Every enlisted soldier knows that he or she may be called upon to pay the ultimate price for his country, for the sake of peace. And most fathers are also willing to do the same thing to protect their families.

In the Bible, our quintessential model for peacemaking is Jesus Christ. Even before His birth, He was dubbed "Wonderful Counselor, Mighty God, Everlasting Father, Prince of Peace." In fact, He is not simply a peacemaker; He personifies peace, according to Ephesians 2, where Paul details wonderfully the price Christ paid to earn the title:

13 But now in Christ Jesus you who once were far away have been brought near by the blood of Christ.

14 For he himself is our peace, who has made the two groups one and has destroyed the barrier, the dividing wall of hostility ...

We know from the accounts of Christ's crucifixion in the four Gospels that His life wasn't taken from Him against His will. In John 10:18 Jesus assures us: "No one takes it [my life] from me, but I lay it down of my own accord. I have authority to lay it down and authority to take it up again. This command I received from my Father.”

Jesus laid His life down, shed His blood and allowed His body to be broken, to create peace between us and God. Because of the price that He paid (and not on the basis of anything we have done), we are no longer enemies of God: "But God demonstrates his own love for us in this: While we were yet sinners, Christ died for us" (Romans 5:8).

So Jesus truly is our Shalom; He paid the price so that we can be reconciled to God.
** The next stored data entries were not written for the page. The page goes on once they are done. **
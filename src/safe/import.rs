//! Parse XML and tab-delimited text data files back into records.
//!
//! Both parsers accept what `export` writes.  Uuids in the data file are
//! ignored: the store assigns fresh ones when it merges.

use std::fs;
use std::path::Path;

use chrono::{DateTime, Utc};
use quick_xml::events::{BytesStart, Event};
use quick_xml::Reader;

use super::export::{XML_ENTRY, XML_ROOT};
use super::record::{FieldMask, Record, RecordField};
use crate::backend::DataFormat;
use crate::errors::{Result, SafeCliError};

/// Read and parse the data file at `source`.
pub fn read_import(source: &Path, format: DataFormat, delimiter: char) -> Result<Vec<Record>> {
    let content = fs::read_to_string(source)?;
    match format {
        DataFormat::Text => parse_text(&content, delimiter),
        DataFormat::Xml => parse_xml(&content),
    }
}

/// Parse a text export: a header row naming the columns, then one
/// tab-separated row per record.  Blank lines are ignored.
pub fn parse_text(content: &str, delimiter: char) -> Result<Vec<Record>> {
    let content = content.strip_prefix('\u{feff}').unwrap_or(content);
    let mut lines = content
        .lines()
        .enumerate()
        .filter(|(_, line)| !line.trim().is_empty());

    let Some((_, header)) = lines.next() else {
        return Err(SafeCliError::InvalidImport("missing header row".into()));
    };

    let columns = header
        .split('\t')
        .map(|name| {
            RecordField::from_column_name(name.trim())
                .ok_or_else(|| SafeCliError::InvalidImport(format!("unknown column '{name}'")))
        })
        .collect::<Result<Vec<_>>>()?;

    let mask = columns.iter().copied().fold(FieldMask::none(), FieldMask::with);
    if !mask.contains(RecordField::Title) || !mask.contains(RecordField::Password) {
        return Err(SafeCliError::InvalidImport(
            "header must name Title and Password columns".into(),
        ));
    }

    let mut records = Vec::new();
    for (index, line) in lines {
        let line_no = index + 1;
        let values: Vec<&str> = line.split('\t').collect();
        if values.len() != columns.len() {
            return Err(SafeCliError::InvalidImport(format!(
                "line {line_no}: expected {} fields, found {}",
                columns.len(),
                values.len()
            )));
        }

        let mut record = Record::new("", "");
        for (field, raw) in columns.iter().zip(values) {
            let value = unescape_text(raw, delimiter);
            set_field(&mut record, *field, value)
                .map_err(|reason| SafeCliError::InvalidImport(format!("line {line_no}: {reason}")))?;
        }
        if record.title.is_empty() {
            return Err(SafeCliError::InvalidImport(format!("line {line_no}: empty title")));
        }
        records.push(record);
    }
    Ok(records)
}

/// Undo `export::escape_text`.  Unknown escapes keep the escaped character.
pub fn unescape_text(value: &str, delimiter: char) -> String {
    let mut out = String::with_capacity(value.len());
    let mut chars = value.chars();
    while let Some(c) = chars.next() {
        match c {
            '\\' => match chars.next() {
                Some('t') => out.push('\t'),
                Some('r') => out.push('\r'),
                Some(other) => out.push(other),
                None => out.push('\\'),
            },
            c if c == delimiter => out.push('\n'),
            c => out.push(c),
        }
    }
    out
}

/// Where the XML parser is in the document.
enum XmlState {
    Prolog,
    InRoot,
    InEntry { record: Record, seen: FieldMask },
    InField { record: Record, seen: FieldMask, field: RecordField, text: String },
    Done,
}

/// Parse an XML export.
///
/// A document that is not well-formed is `XmlMalformed`; a well-formed one
/// with the wrong structure is `XmlInvalid`.
pub fn parse_xml(content: &str) -> Result<Vec<Record>> {
    let mut reader = Reader::from_str(content);
    let mut records = Vec::new();
    let mut state = XmlState::Prolog;

    loop {
        let event = reader
            .read_event()
            .map_err(|e| SafeCliError::XmlMalformed(format!("at byte {}: {e}", reader.buffer_position())))?;

        state = match (state, event) {
            (state, Event::Eof) => {
                return match state {
                    XmlState::Done => Ok(records),
                    XmlState::Prolog => Err(SafeCliError::XmlInvalid(format!(
                        "no <{XML_ROOT}> element"
                    ))),
                    _ => Err(SafeCliError::XmlMalformed("unexpected end of document".into())),
                };
            }

            (XmlState::Prolog, Event::Start(e)) => {
                expect_name(&e, XML_ROOT)?;
                XmlState::InRoot
            }
            (XmlState::Prolog, Event::Empty(e)) => {
                expect_name(&e, XML_ROOT)?;
                XmlState::Done
            }

            (XmlState::InRoot, Event::Start(e)) => {
                expect_name(&e, XML_ENTRY)?;
                XmlState::InEntry {
                    record: Record::new("", ""),
                    seen: FieldMask::none(),
                }
            }
            (XmlState::InRoot, Event::Empty(e)) => {
                expect_name(&e, XML_ENTRY)?;
                return Err(SafeCliError::XmlInvalid(format!(
                    "entry {} has no title or password",
                    records.len() + 1
                )));
            }
            (XmlState::InRoot, Event::End(_)) => XmlState::Done,

            (XmlState::InEntry { record, seen }, Event::Start(e)) => XmlState::InField {
                field: field_of(&e)?,
                record,
                seen,
                text: String::new(),
            },
            (XmlState::InEntry { record, seen }, Event::Empty(e)) => {
                let field = field_of(&e)?;
                XmlState::InEntry {
                    record,
                    seen: seen.with(field),
                }
            }
            (XmlState::InEntry { record, seen }, Event::End(_)) => {
                if !seen.contains(RecordField::Title)
                    || !seen.contains(RecordField::Password)
                    || record.title.is_empty()
                {
                    return Err(SafeCliError::XmlInvalid(format!(
                        "entry {} has no title or password",
                        records.len() + 1
                    )));
                }
                records.push(record);
                XmlState::InRoot
            }

            (XmlState::InField { record, seen, field, mut text }, Event::Text(t)) => {
                let unescaped = t
                    .unescape()
                    .map_err(|e| SafeCliError::XmlMalformed(e.to_string()))?;
                text.push_str(&unescaped);
                XmlState::InField { record, seen, field, text }
            }
            (XmlState::InField { record, seen, field, mut text }, Event::CData(c)) => {
                let raw = c.into_inner();
                let chunk = std::str::from_utf8(&raw)
                    .map_err(|e| SafeCliError::XmlMalformed(e.to_string()))?;
                text.push_str(chunk);
                XmlState::InField { record, seen, field, text }
            }
            (XmlState::InField { mut record, seen, field, text }, Event::End(_)) => {
                set_field(&mut record, field, text).map_err(SafeCliError::XmlInvalid)?;
                XmlState::InEntry {
                    record,
                    seen: seen.with(field),
                }
            }
            (XmlState::InField { field, .. }, Event::Start(e) | Event::Empty(e)) => {
                return Err(SafeCliError::XmlInvalid(format!(
                    "unexpected <{}> inside <{}>",
                    String::from_utf8_lossy(e.name().as_ref()),
                    field.xml_tag()
                )));
            }

            (XmlState::Done, Event::Start(e) | Event::Empty(e)) => {
                return Err(SafeCliError::XmlMalformed(format!(
                    "<{}> after the root element",
                    String::from_utf8_lossy(e.name().as_ref())
                )));
            }

            // Declarations, comments, processing instructions and the
            // whitespace between elements.
            (state, _) => state,
        };
    }
}

fn expect_name(element: &BytesStart<'_>, expected: &str) -> Result<()> {
    let name = element.name();
    if name.as_ref() == expected.as_bytes() {
        Ok(())
    } else {
        Err(SafeCliError::XmlInvalid(format!(
            "expected <{expected}>, found <{}>",
            String::from_utf8_lossy(name.as_ref())
        )))
    }
}

fn field_of(element: &BytesStart<'_>) -> Result<RecordField> {
    let name = element.name();
    let tag = String::from_utf8_lossy(name.as_ref());
    RecordField::from_xml_tag(&tag)
        .ok_or_else(|| SafeCliError::XmlInvalid(format!("unknown element <{tag}>")))
}

fn set_field(record: &mut Record, field: RecordField, value: String) -> std::result::Result<(), String> {
    match field {
        RecordField::Group => record.group = value,
        RecordField::Title => record.title = value,
        RecordField::Username => record.username = value,
        RecordField::Password => record.password = value,
        RecordField::Url => record.url = value,
        RecordField::Notes => record.notes = value,
        RecordField::CreatedAt => {
            if let Some(at) = parse_time(&value)? {
                record.created_at = at;
            }
        }
        RecordField::ModifiedAt => {
            if let Some(at) = parse_time(&value)? {
                record.modified_at = at;
            }
        }
        RecordField::Uuid => {}
    }
    Ok(())
}

fn parse_time(value: &str) -> std::result::Result<Option<DateTime<Utc>>, String> {
    let value = value.trim();
    if value.is_empty() {
        return Ok(None);
    }
    DateTime::parse_from_rfc3339(value)
        .map(|at| Some(at.with_timezone(&Utc)))
        .map_err(|e| format!("bad timestamp '{value}': {e}"))
}

#[cfg(test)]
mod tests {
    use super::*;
    use crate::safe::export::{select, to_text, to_xml, ExportOptions};
    use crate::status::Status;

    fn sample() -> Vec<Record> {
        vec![
            Record::new("mail", "p\tw\\d")
                .with_group("home")
                .with_username("me")
                .with_url("https://mail.example")
                .with_notes("first\nsecond"),
            Record::new("bank", "<&secret>").with_group("money"),
        ]
    }

    #[test]
    fn text_export_parses_back() {
        let records = sample();
        let chosen = select(&records, &ExportOptions::default());
        let text = to_text(&chosen, FieldMask::all(), '\u{bb}');

        let parsed = parse_text(&text, '\u{bb}').unwrap();
        assert_eq!(parsed.len(), 2);
        let mail = parsed.iter().find(|r| r.title == "mail").unwrap();
        assert_eq!(mail.password, "p\tw\\d");
        assert_eq!(mail.notes, "first\nsecond");
        assert_eq!(mail.url, "https://mail.example");
        let original = &records[0];
        assert_eq!(mail.created_at.timestamp(), original.created_at.timestamp());
    }

    #[test]
    fn xml_export_parses_back() {
        let records = sample();
        let chosen = select(&records, &ExportOptions::default());
        let xml = to_xml(&chosen, FieldMask::all());

        let parsed = parse_xml(&xml).unwrap();
        assert_eq!(parsed.len(), 2);
        let bank = parsed.iter().find(|r| r.title == "bank").unwrap();
        assert_eq!(bank.password, "<&secret>");
        assert_eq!(bank.group, "money");
        let mail = parsed.iter().find(|r| r.title == "mail").unwrap();
        assert_eq!(mail.notes, "first\nsecond");
        assert_ne!(mail.uuid, records[0].uuid);
    }

    #[test]
    fn text_without_password_column_is_invalid() {
        let err = parse_text("Title\tUsername\nmail\tme\n", '|').unwrap_err();
        assert_eq!(err.status(), Status::InvalidFormat);
    }

    #[test]
    fn text_with_short_row_is_invalid() {
        let err = parse_text("Title\tPassword\nmail\n", '|').unwrap_err();
        assert!(err.to_string().contains("line 2"));
        assert_eq!(err.status(), Status::InvalidFormat);
    }

    #[test]
    fn empty_text_is_invalid() {
        assert!(parse_text("", '|').is_err());
        assert!(parse_text("\n\n", '|').is_err());
    }

    #[test]
    fn unescape_reverses_delimiter_substitution() {
        assert_eq!(unescape_text("a|b", '|'), "a\nb");
        assert_eq!(unescape_text("a\\|b", '|'), "a|b");
        assert_eq!(unescape_text("x\\ty\\\\", '|'), "x\ty\\");
    }

    #[test]
    fn malformed_xml_is_an_import_failure() {
        let err = parse_xml("<passwordsafe><entry><title>x</entry></passwordsafe>").unwrap_err();
        assert_eq!(err.status(), Status::XmlFailedImport);

        let err = parse_xml("<passwordsafe><entry>").unwrap_err();
        assert_eq!(err.status(), Status::XmlFailedImport);
    }

    #[test]
    fn wrong_root_fails_validation() {
        let err = parse_xml("<vault><entry/></vault>").unwrap_err();
        assert_eq!(err.status(), Status::XmlFailedValidation);
    }

    #[test]
    fn entry_without_password_fails_validation() {
        let xml = "<passwordsafe><entry><title>mail</title></entry></passwordsafe>";
        let err = parse_xml(xml).unwrap_err();
        assert_eq!(err.status(), Status::XmlFailedValidation);
    }

    #[test]
    fn empty_password_element_is_accepted() {
        let xml = "<passwordsafe><entry><title>mail</title><password/></entry></passwordsafe>";
        let parsed = parse_xml(xml).unwrap();
        assert_eq!(parsed[0].password, "");
    }

    #[test]
    fn empty_root_has_no_records() {
        assert!(parse_xml("<?xml version=\"1.0\"?><passwordsafe/>").unwrap().is_empty());
    }

    #[test]
    fn missing_source_cannot_be_opened() {
        let dir = tempfile::TempDir::new().unwrap();
        let err = read_import(&dir.path().join("nope.xml"), DataFormat::Xml, '|').unwrap_err();
        assert_eq!(err.status(), Status::CantOpenFile);
    }
}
This then gives rise to a number of questions, which I'll take a look at in subsequent blog posts, but you can be thinking about a few of them now:
  • If peace is a result of a debt that has been paid, what does peace look like after this act of redemption?
  • If Jesus is our Peace, then what did He mean by passages such as Matthew 10:34 ("Do not suppose that I have come to bring peace to the earth. I did not come to bring peace, but a sword.")?
  • And how was Christ's role as peacemaker reflected in events such as overturning the tables of the Temple moneychangers?

Sunday, December 20, 2015

"Not by might, nor by power ..."

“So he [the angel] said to me, “This is the word of the Lord to Zerubbabel: ‘Not by might nor by power, but by my Spirit,’ says the Lord Almighty.” (Zechariah 4:6)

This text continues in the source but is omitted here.